Dennoch klingt das nach einem großen Schritt – wie lief Ihr Entscheidungsprozess?

Wenn es nur nach meiner Forschung ginge, wäre ich bereits vor vier Jahren gekommen. Für meine Familie war es aber nicht der richtige Zeitpunkt, um für sechs Monate oder sogar ein ganzes Jahr nach Deutschland zu gehen. Meine Tochter war damals noch 15 und hat sich an ihrer Schule sehr wohl gefühlt. Es wäre einfach Unsinn gewesen, sie von der High-School zu nehmen. Inzwischen hat sie die Schule abgeschlossen und ist auf dem College. Für uns kam dann der richtige Zeitpunkt für das Sabbatical.

Wie war es für ganze sechs Monate in ein anderes Land zu ziehen?

Die Logistik hinter dem Umzug war nicht einfach. Am schwierigsten war es aber, unsere ganzen Freunde und Verwandten für sechs Monate zurückzulassen. Wir haben uns auch für Notfälle vorbereitet – im Zweifelsfall dauert es ja mehr als 24 Stunden um wieder nach Hause zu kommen. Um sicherzugehen habe wir einige Backup-Pläne gemacht. Aber es gibt ja auch WhatsApp und Skype. Ich bin trotz der Distanz in engem Kontakt mit meinen Freunden, Verwandten und Kollegen.

Sie leiten in Boston eine Forschungsgruppe – können Sie Ihr Labor von Berlin aus betreuen?

Ich leite weiterhin mein Labor – wir haben wöchentliche Gruppentreffen über Skype, dazu kommen Einzelgespräche. Ich sehe meine Labormitglieder also die ganze Zeit. Zwei Jahre bevor es mit dem Sabbatical losging, habe ich versucht, das ganze Labor auf elektronische Laborbücher umzustellen. Ich kann mir jetzt Daten jederzeit ansehen und mit meinem Team Experimente und Ergebnisse direkt besprechen. Das Letzte was ich wollte war, dass irgendjemand das Gefühl hat, von mir im Stich gelassen zu werden.

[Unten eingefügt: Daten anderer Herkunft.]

use std::fmt;

/// Keyboard key, by physical position on a US layout.
#[derive(Debug, Copy, Clone, Eq, PartialEq, Hash)]
pub enum Key {
    Escape,
    Enter,
    Tab,
    Space,
    Backspace,

    ArrowUp,
    ArrowDown,
    ArrowLeft,
    ArrowRight,

    /// `A`..=`Z`, always uppercase.
    Letter(char),

    /// `0`..=`9`.
    Digit(u8),

    /// Anything else; the payload is the platform key code when one exists.
    Unknown(u32),
}

impl fmt::Display for Key {
    fn fmt(&self, f: &mut fmt::Formatter<'_>) -> fmt::Result {
        match self {
            Key::Letter(c) => write!(f, "{c}"),
            Key::Digit(d) => write!(f, "{d}"),
            other => write!(f, "{other:?}"),
        }
    }
}

#[derive(Debug, Copy, Clone, Eq, PartialEq)]
pub enum KeyState {
    Pressed,
    Released,
}

/// Platform-agnostic input events emitted by the runtime.
#[derive(Debug, Clone, PartialEq)]
pub enum InputEvent {
    Key {
        key: Key,
        state: KeyState,
        repeat: bool,
    },

    /// Pointer position in logical pixels, top-left origin.
    PointerMoved { x: f32, y: f32 },

    /// Pointer left the window surface.
    PointerLeft,

    Focused(bool),
}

Ein einfacher aber praktischer Vorteil war mir aber bis zu meiner Ankunft gar nicht bewusst: Deutschland liegt sechs Zeitzonen vor Boston. Ich bekomme bis nachmittags keine Arbeits-E-Mails und kann in Ruhe von acht bis drei arbeiten. Das ist ein echter Gewinn!

Würden Sie ein Sabbatical nach Ihren bisherigen Erfahrungen für Wissenschaftlerinnen und Wissenschaftler weiterempfehlen?

Auf jeden Fall! Im Forscheralltag kann es passieren, dass man sehr viel Zeit für die Betreuung von Studierenden, Meetings und Verwaltungsaufgaben aufwenden muss. Ich schätze diese Arbeit sehr, aber es tut auch gut, eine Zeit lang Abstand zu gewinnen und sozusagen auf den Pausenknopf zu drücken. Es ist wirklich fabelhaft, dass ich mich auf meine Wissenschaft konzentrieren kann. Ich kann jetzt mit freiem Kopf entscheiden, wo es in den nächsten fünf oder zehn Jahren hingehen soll. Der Hauptzweck des Sabbaticals ist es wohl, Zeit zu haben ¬– zum Nachdenken und zur Erneuerung.